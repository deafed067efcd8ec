//! Reference tables on platforms, revisit times, missions and band sets

/// A sensor platform and its typical altitude in kilometres
#[derive(Debug, Clone, Copy, PartialEq)]
pub struct Platform {
    pub name: &'static str,
    pub altitude_km: f64,
}

impl Platform {
    /// log10 of the altitude, floored so ground level maps to -2
    pub fn log_altitude(&self) -> f64 {
        (self.altitude_km + 0.01).max(0.01).log10()
    }

    /// Tick label: whole kilometres from 1 km up
    pub fn altitude_label(&self) -> String {
        if self.altitude_km >= 1.0 {
            format!("{} km", self.altitude_km as u64)
        } else {
            format!("{} km", self.altitude_km)
        }
    }
}

pub const PLATFORMS: [Platform; 6] = [
    Platform { name: "Ground surface", altitude_km: 0.0 },
    Platform { name: "Drones (10-120 m)", altitude_km: 0.1 },
    Platform { name: "Aircraft (1-10 km)", altitude_km: 3.0 },
    Platform { name: "High-altitude aircraft (15-20 km)", altitude_km: 20.0 },
    Platform { name: "Low Earth orbit satellites (400-1000 km)", altitude_km: 400.0 },
    Platform { name: "Geostationary satellites (36,000 km)", altitude_km: 36000.0 },
];

/// Days between passes over the same place
#[derive(Debug, Clone, Copy, PartialEq)]
pub struct Revisit {
    pub satellite: &'static str,
    pub days: f64,
    pub label: &'static str,
}

const REVISITS: [Revisit; 6] = [
    Revisit { satellite: "GOES", days: 0.042, label: "Hourly" },
    Revisit { satellite: "MODIS (Terra/Aqua)", days: 1.0, label: "Daily" },
    Revisit { satellite: "Sentinel-2 (A+B)", days: 5.0, label: "Every 5 days" },
    Revisit { satellite: "Landsat-8", days: 16.0, label: "Every 16 days" },
    Revisit { satellite: "Landsat-7", days: 16.0, label: "Every 16 days" },
    Revisit { satellite: "WorldView-4", days: 4.5, label: "Variable ~4.5 days" },
];

/// Revisit table, most frequent first (stable for ties)
pub fn revisits_sorted() -> Vec<Revisit> {
    let mut v = REVISITS.to_vec();
    v.sort_by(|a, b| a.days.total_cmp(&b.days));
    v
}

/// Earth-observation mission summary
#[derive(Debug, Clone, Copy, PartialEq)]
pub struct Mission {
    pub name: &'static str,
    pub agency: &'static str,
    pub period: &'static str,
    pub spatial: &'static str,
    pub temporal: &'static str,
    pub kind: &'static str,
    pub applications: &'static str,
}

pub const MISSIONS: [Mission; 5] = [
    Mission {
        name: "Landsat",
        agency: "NASA/USGS",
        period: "1972-present",
        spatial: "30m (15m pan)",
        temporal: "16 days",
        kind: "Multispectral",
        applications: "Long-term land monitoring",
    },
    Mission {
        name: "Sentinel-2",
        agency: "ESA",
        period: "2015-present",
        spatial: "10m, 20m, 60m",
        temporal: "5 days (A+B)",
        kind: "Multispectral",
        applications: "Vegetation, soils and coastal waters",
    },
    Mission {
        name: "MODIS",
        agency: "NASA",
        period: "1999-present",
        spatial: "250m, 500m, 1km",
        temporal: "Daily",
        kind: "Multispectral",
        applications: "Daily global coverage",
    },
    Mission {
        name: "Sentinel-1",
        agency: "ESA",
        period: "2014-present",
        spatial: "5-40m",
        temporal: "6 days (A+B)",
        kind: "Radar (SAR)",
        applications: "All-weather monitoring",
    },
    Mission {
        name: "SPOT",
        agency: "CNES",
        period: "1986-present",
        spatial: "1.5-6m",
        temporal: "1-5 days",
        kind: "Multispectral",
        applications: "Mapping and environmental monitoring",
    },
];

/// One Sentinel-2 MSI band
#[derive(Debug, Clone, Copy, PartialEq)]
pub struct Sentinel2Band {
    pub name: &'static str,
    pub wavelength_nm: u32,
    pub resolution_m: u32,
    pub description: &'static str,
}

pub const SENTINEL2_BANDS: [Sentinel2Band; 13] = [
    Sentinel2Band { name: "B01", wavelength_nm: 443, resolution_m: 60, description: "Aerosols" },
    Sentinel2Band { name: "B02", wavelength_nm: 490, resolution_m: 10, description: "Blue" },
    Sentinel2Band { name: "B03", wavelength_nm: 560, resolution_m: 10, description: "Green" },
    Sentinel2Band { name: "B04", wavelength_nm: 665, resolution_m: 10, description: "Red" },
    Sentinel2Band { name: "B05", wavelength_nm: 705, resolution_m: 20, description: "Red Edge 1" },
    Sentinel2Band { name: "B06", wavelength_nm: 740, resolution_m: 20, description: "Red Edge 2" },
    Sentinel2Band { name: "B07", wavelength_nm: 783, resolution_m: 20, description: "Red Edge 3" },
    Sentinel2Band { name: "B08", wavelength_nm: 842, resolution_m: 10, description: "NIR" },
    Sentinel2Band { name: "B8A", wavelength_nm: 865, resolution_m: 20, description: "Red Edge 4" },
    Sentinel2Band { name: "B09", wavelength_nm: 940, resolution_m: 60, description: "Water vapour" },
    Sentinel2Band { name: "B10", wavelength_nm: 1375, resolution_m: 60, description: "Cirrus" },
    Sentinel2Band { name: "B11", wavelength_nm: 1610, resolution_m: 20, description: "SWIR 1" },
    Sentinel2Band { name: "B12", wavelength_nm: 2190, resolution_m: 20, description: "SWIR 2" },
];

/// Format rows as a left-aligned text table with a header rule
pub fn text_table(headers: &[&str], rows: &[Vec<String>]) -> String {
    let mut widths: Vec<usize> = headers.iter().map(|h| h.chars().count()).collect();
    for row in rows {
        for (w, cell) in widths.iter_mut().zip(row) {
            *w = (*w).max(cell.chars().count());
        }
    }

    let line = |cells: Vec<&str>| -> String {
        cells
            .iter()
            .zip(&widths)
            .map(|(c, w)| format!("{:<width$}", c, width = *w))
            .collect::<Vec<_>>()
            .join(" | ")
            .trim_end()
            .to_string()
    };

    let mut out = line(headers.to_vec());
    out.push('\n');
    out.push_str(
        &widths
            .iter()
            .map(|w| "-".repeat(*w))
            .collect::<Vec<_>>()
            .join("-+-"),
    );
    for row in rows {
        out.push('\n');
        out.push_str(&line(row.iter().map(String::as_str).collect()));
    }
    out
}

※ ※ ※

* [Your assignment] Make an exact copy of all the data.

* [Your solution]
repository deafed067efcd8ec
//! Reference tables on platforms, revisit times, missions and band sets

/// A sensor platform and its typical altitude in kilometres
#[derive(Debug, Clone, Copy, PartialEq)]
pub struct Platform {
    pub name: &'static str,
    pub altitude_km: f64,
}

impl Platform {
    /// log10 of the altitude, floored so ground level maps to -2
    pub fn log_altitude(&self) -> f64 {
        (self.altitude_km + 0.01).max(0.01).log10()
    }

    /// Tick label: whole kilometres from 1 km up
    pub fn altitude_label(&self) -> String {
        if self.altitude_km >= 1.0 {
            format!("{} km", self.altitude_km as u64)
        } else {
            format!("{} km", self.altitude_km)
        }
    }
}

pub const PLATFORMS: [Platform; 6] = [
    Platform { name: "Ground surface", altitude_km: 0.0 },
    Platform { name: "Drones (10-120 m)", altitude_km: 0.1 },
    Platform { name: "Aircraft (1-10 km)", altitude_km: 3.0 },
    Platform { name: "High-altitude aircraft (15-20 km)", altitude_km: 20.0 },
    Platform { name: "Low Earth orbit satellites (400-1000 km)", altitude_km: 400.0 },
    Platform { name: "Geostationary satellites (36,000 km)", altitude_km: 36000.0 },
];

/// Days between passes over the same place
#[derive(Debug, Clone, Copy, PartialEq)]
pub struct Revisit {
    pub satellite: &'static str,
    pub days: f64,
    pub label: &'static str,
}

const REVISITS: [Revisit; 6] = [
    Revisit { satellite: "GOES", days: 0.042, label: "Hourly" },
    Revisit { satellite: "MODIS (Terra/Aqua)", days: 1.0, label: "Daily" },
    Revisit { satellite: "Sentinel-2 (A+B)", days: 5.0, label: "Every 5 days" },
    Revisit { satellite: "Landsat-8", days: 16.0, label: "Every 16 days" },
    Revisit { satellite: "Landsat-7", days: 16.0, label: "Every 16 days" },
    Revisit { satellite: "WorldView-4", days: 4.5, label: "Variable ~4.5 days" },
];

/// Revisit table, most frequent first (stable for ties)
pub fn revisits_sorted() -> Vec<Revisit> {
    let mut v = REVISITS.to_vec();
    v.sort_by(|a, b| a.days.total_cmp(&b.days));
    v
}

/// Earth-observation mission summary
#[derive(Debug, Clone, Copy, PartialEq)]
pub struct Mission {
    pub name: &'static str,
    pub agency: &'static str,
    pub period: &'static str,
    pub spatial: &'static str,
    pub temporal: &'static str,
    pub kind: &'static str,
    pub applications: &'static str,
}

pub const MISSIONS: [Mission; 5] = [
    Mission {
        name: "Landsat",
        agency: "NASA/USGS",
        period: "1972-present",
        spatial: "30m (15m pan)",
        temporal: "16 days",
        kind: "Multispectral",
        applications: "Long-term land monitoring",
    },
    Mission {
        name: "Sentinel-2",
        agency: "ESA",
        period: "2015-present",
        spatial: "10m, 20m, 60m",
        temporal: "5 days (A+B)",
        kind: "Multispectral",
        applications: "Vegetation, soils and coastal waters",
    },
    Mission {
        name: "MODIS",
        agency: "NASA",
        period: "1999-present",
        spatial: "250m, 500m, 1km",
        temporal: "Daily",
        kind: "Multispectral",
        applications: "Daily global coverage",
    },
    Mission {
        name: "Sentinel-1",
        agency: "ESA",
        period: "2014-present",
        spatial: "5-40m",
        temporal: "6 days (A+B)",
        kind: "Radar (SAR)",
        applications: "All-weather monitoring",
    },
    Mission {
        name: "SPOT",
        agency: "CNES",
        period: "1986-present",
        spatial: "1.5-6m",
        temporal: "1-5 days",
        kind: "Multispectral",
        applications: "Mapping and environmental monitoring",
    },
];

/// One Sentinel-2 MSI band
#[derive(Debug, Clone, Copy, PartialEq)]
pub struct Sentinel2Band {
    pub name: &'static str,
    pub wavelength_nm: u32,
    pub resolution_m: u32,
    pub description: &'static str,
}

pub const SENTINEL2_BANDS: [Sentinel2Band; 13] = [
    Sentinel2Band { name: "B01", wavelength_nm: 443, resolution_m: 60, description: "Aerosols" },
    Sentinel2Band { name: "B02", wavelength_nm: 490, resolution_m: 10, description: "Blue" },
    Sentinel2Band { name: "B03", wavelength_nm: 560, resolution_m: 10, description: "Green" },
    Sentinel2Band { name: "B04", wavelength_nm: 665, resolution_m: 10, description: "Red" },
    Sentinel2Band { name: "B05", wavelength_nm: 705, resolution_m: 20, description: "Red Edge 1" },
    Sentinel2Band { name: "B06", wavelength_nm: 740, resolution_m: 20, description: "Red Edge 2" },
    Sentinel2Band { name: "B07", wavelength_nm: 783, resolution_m: 20, description: "Red Edge 3" },
    Sentinel2Band { name: "B08", wavelength_nm: 842, resolution_m: 10, description: "NIR" },
    Sentinel2Band { name: "B8A", wavelength_nm: 865, resolution_m: 20, description: "Red Edge 4" },
    Sentinel2Band { name: "B09", wavelength_nm: 940, resolution_m: 60, description: "Water vapour" },
    Sentinel2Band { name: "B10", wavelength_nm: 1375, resolution_m: 60, description: "Cirrus" },
    Sentinel2Band { name: "B11", wavelength_nm: 1610, resolution_m: 20, description: "SWIR 1" },
    Sentinel2Band { name: "B12", wavelength_nm: 2190, resolution_m: 20, description: "SWIR 2" },
];

/// Format rows as a left-aligned text table with a header rule
pub fn text_table(headers: &[&str], rows: &[Vec<String>]) -> String {
    let mut widths: Vec<usize> = headers.iter().map(|h| h.chars().count()).collect();
    for row in rows {
        for (w, cell) in widths.iter_mut().zip(row) {
            *w = (*w).max(cell.chars().count());
        }
    }

    let line = |cells: Vec<&str>| -> String {
        cells
            .iter()
            .zip(&widths)
            .map(|(c, w)| format!("{:<width$}", c, width = *w))
            .collect::<Vec<_>>()
            .join(" | ")
            .trim_end()
            .to_string()
    };

    let mut out = line(headers.to_vec());
    out.push('\n');
    out.push_str(
        &widths
            .iter()
            .map(|w| "-".repeat(*w))
            .collect::<Vec<_>>()
            .join("-+-"),
    );
    for row in rows {
        out.push('\n');
        out.push_str(&line(row.iter().map(String::as_str).collect()));
    }
    out
}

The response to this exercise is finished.